The Nordic Arctic Cooperation Programme 2018-2021 is focused on four overall themes: People, Planet, Prosperity and Partnerships. Designed to pursue the achievement of the UN Sustainable Development Goals and the Paris Agreement, the programme supports international research projects and other collaborative efforts to stimulate sustainable development in the Arctic.
These two major global agendas guide all activities within the programme. Projects on education, gender equality and the health and social welfare of the population fall under PEOPLE, the PLANET theme addresses the environmental aspects of the development, such as biodiversity and sustainable utilisation of natural resources, while PROSPERITY entails initiatives to promote innovation, entrepreneurship and economic growth. PARTNERSHIP is furthermore a crucial element of all projects supported by the programme.
“The changes in the Arctic climate are largely caused by activities elsewhere, but they will have a profound impact worldwide,” says Ragnarsson. “Therefore, Nordic cooperation sees strong local, regional and global partnerships as vital to sustainable development in the Arctic region.”
Opportunities for local growth
In recent years, the focus of the Nordic Arctic Cooperation Programme has been increasingly placed on the inhabitants of the Arctic. A key objective is to empower the local and indigenous Arctic communities to sustain their lifestyle and culture – now and in the future.

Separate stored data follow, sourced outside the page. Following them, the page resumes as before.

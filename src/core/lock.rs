//! core::lock
//!
//! Mutual exclusion for repository operations.
//!
//! # Architecture
//!
//! Two layers guard the single working directory behind each binding:
//!
//! 1. [`LockRegistry`] - in-process advisory locks keyed by
//!    `(application, branch)`. Structural operations (commit, checkout,
//!    push, pull, merge) hold the key for their whole duration; a second
//!    caller waits up to a bounded timeout and then observes `Busy`.
//! 2. [`RepoLock`] - an OS-level file lock shared across processes,
//!    exclusive for structural operations and shared for tree-reading
//!    queries. Because every branch of an application shares one working
//!    directory, the exclusive mode also serializes cross-branch mutations.
//!
//! # Invariants
//!
//! - A lock is held for the entire operation and released on completion or
//!   failure (RAII guards)
//! - Acquisition never blocks unboundedly: the registry waits up to the
//!   configured timeout, the file lock fails fast
//! - Timeouts and contention surface as [`LockError::Busy`], a signal to
//!   retry later rather than a permanent failure

use std::collections::HashMap;
use std::fs::{self, File, OpenOptions};
use std::path::{Path, PathBuf};
use std::sync::{Arc, Mutex as StdMutex};
use std::time::Duration;

use thiserror::Error;
use tokio::sync::{Mutex as AsyncMutex, OwnedMutexGuard};

use crate::core::types::{ApplicationId, BranchName};

/// Errors from locking operations.
#[derive(Debug, Error)]
pub enum LockError {
    /// Another operation is already in flight for this key or repository.
    #[error("operation already in flight for {key}")]
    Busy {
        /// Human-readable description of the contended key
        key: String,
    },

    /// Failed to create the lock file or its parent directory.
    #[error("failed to create lock: {0}")]
    CreateFailed(String),

    /// Failed to acquire the OS-level lock.
    #[error("failed to acquire lock: {0}")]
    AcquireFailed(String),
}

/// Key identifying one branch of one connected application.
#[derive(Debug, Clone, PartialEq, Eq, Hash)]
pub struct LockKey {
    pub application: ApplicationId,
    pub branch: BranchName,
}

impl std::fmt::Display for LockKey {
    fn fmt(&self, f: &mut std::fmt::Formatter<'_>) -> std::fmt::Result {
        write!(f, "{}/{}", self.application, self.branch)
    }
}

/// In-process advisory locks keyed by `(application, branch)`.
///
/// The registry hands out [`OwnedMutexGuard`]s so guards can be held across
/// await points for the duration of an operation. Mutexes are created lazily
/// per key and never removed; the key space is bounded by the number of
/// live branches.
#[derive(Debug)]
pub struct LockRegistry {
    keys: StdMutex<HashMap<LockKey, Arc<AsyncMutex<()>>>>,
    timeout: Duration,
}

impl LockRegistry {
    /// Create a registry whose `acquire` waits up to `timeout` per key.
    pub fn new(timeout: Duration) -> Self {
        Self {
            keys: StdMutex::new(HashMap::new()),
            timeout,
        }
    }

    /// Acquire the advisory lock for `(application, branch)`.
    ///
    /// Waits up to the configured timeout for an in-flight operation on the
    /// same key to finish.
    ///
    /// # Errors
    ///
    /// - [`LockError::Busy`] if the key is still held when the timeout
    ///   elapses
    pub async fn acquire(
        &self,
        application: &ApplicationId,
        branch: &BranchName,
    ) -> Result<OwnedMutexGuard<()>, LockError> {
        let key = LockKey {
            application: *application,
            branch: branch.clone(),
        };
        let mutex = {
            let mut keys = self.keys.lock().expect("lock registry poisoned");
            Arc::clone(keys.entry(key.clone()).or_default())
        };

        tokio::time::timeout(self.timeout, mutex.lock_owned())
            .await
            .map_err(|_| LockError::Busy {
                key: key.to_string(),
            })
    }
}

/// Lock mode for the repository file lock.
#[derive(Debug, Clone, Copy, PartialEq, Eq)]
pub enum LockMode {
    /// Exclusive access for structural mutations.
    Exclusive,
    /// Shared access for tree-reading queries.
    Shared,
}

/// An OS-level lock on a connected repository's working directory.
///
/// Released automatically when the guard is dropped, so the lock cannot
/// outlive the operation even on panic.
#[derive(Debug)]
pub struct RepoLock {
    path: PathBuf,
    file: Option<File>,
}

impl RepoLock {
    /// Attempt to acquire the repository lock at `path` in the given mode.
    ///
    /// Acquisition is non-blocking; contention surfaces immediately as
    /// [`LockError::Busy`]. The lock file's parent directory is created on
    /// demand.
    pub fn acquire(path: &Path, mode: LockMode) -> Result<Self, LockError> {
        if let Some(parent) = path.parent() {
            fs::create_dir_all(parent).map_err(|e| {
                LockError::CreateFailed(format!("cannot create {}: {}", parent.display(), e))
            })?;
        }

        let file = OpenOptions::new()
            .read(true)
            .write(true)
            .create(true)
            .truncate(false)
            .open(path)
            .map_err(|e| {
                LockError::CreateFailed(format!("cannot open {}: {}", path.display(), e))
            })?;

        let locked = match mode {
            LockMode::Exclusive => fs2::FileExt::try_lock_exclusive(&file),
            LockMode::Shared => fs2::FileExt::try_lock_shared(&file),
        };

        match locked {
            Ok(()) => Ok(Self {
                path: path.to_path_buf(),
                file: Some(file),
            }),
            Err(e) if e.kind() == std::io::ErrorKind::WouldBlock => Err(LockError::Busy {
                key: path.display().to_string(),
            }),
            Err(e) => Err(LockError::AcquireFailed(e.to_string())),
        }
    }

    /// Whether this guard still holds the lock.
    pub fn is_held(&self) -> bool {
        self.file.is_some()
    }

    /// Path of the lock file.
    pub fn path(&self) -> &Path {
        &self.path
    }

    /// Release the lock before the guard goes out of scope.
    pub fn release(&mut self) {
        if let Some(file) = self.file.take() {
            let _ = file.unlock();
        }
    }
}

impl Drop for RepoLock {
    fn drop(&mut self) {
        self.release();
    }
}

/// Guard held by a structural operation: the per-key advisory lock plus the
/// exclusive repository file lock. Dropping it releases both.
#[derive(Debug)]
pub struct OperationGuard {
    _key: OwnedMutexGuard<()>,
    _repo: RepoLock,
}

impl OperationGuard {
    pub(crate) fn new(key: OwnedMutexGuard<()>, repo: RepoLock) -> Self {
        Self { _key: key, _repo: repo }
    }
}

To support this important objective, the Nordic Council of Ministers and the Arctic Economic Council commissioned a comprehensive study of the opportunities for people, businesses and investment in the region. The Arctic Business Analysis highlights four elements with great potential for sustainable growth: Entrepreneurship and Innovation; Creative and Cultural Industries; Public-Private Partnerships and Business Cooperation; and Bioeconomy. These areas will be given increased priority in Nordic Arctic Cooperation in the coming years.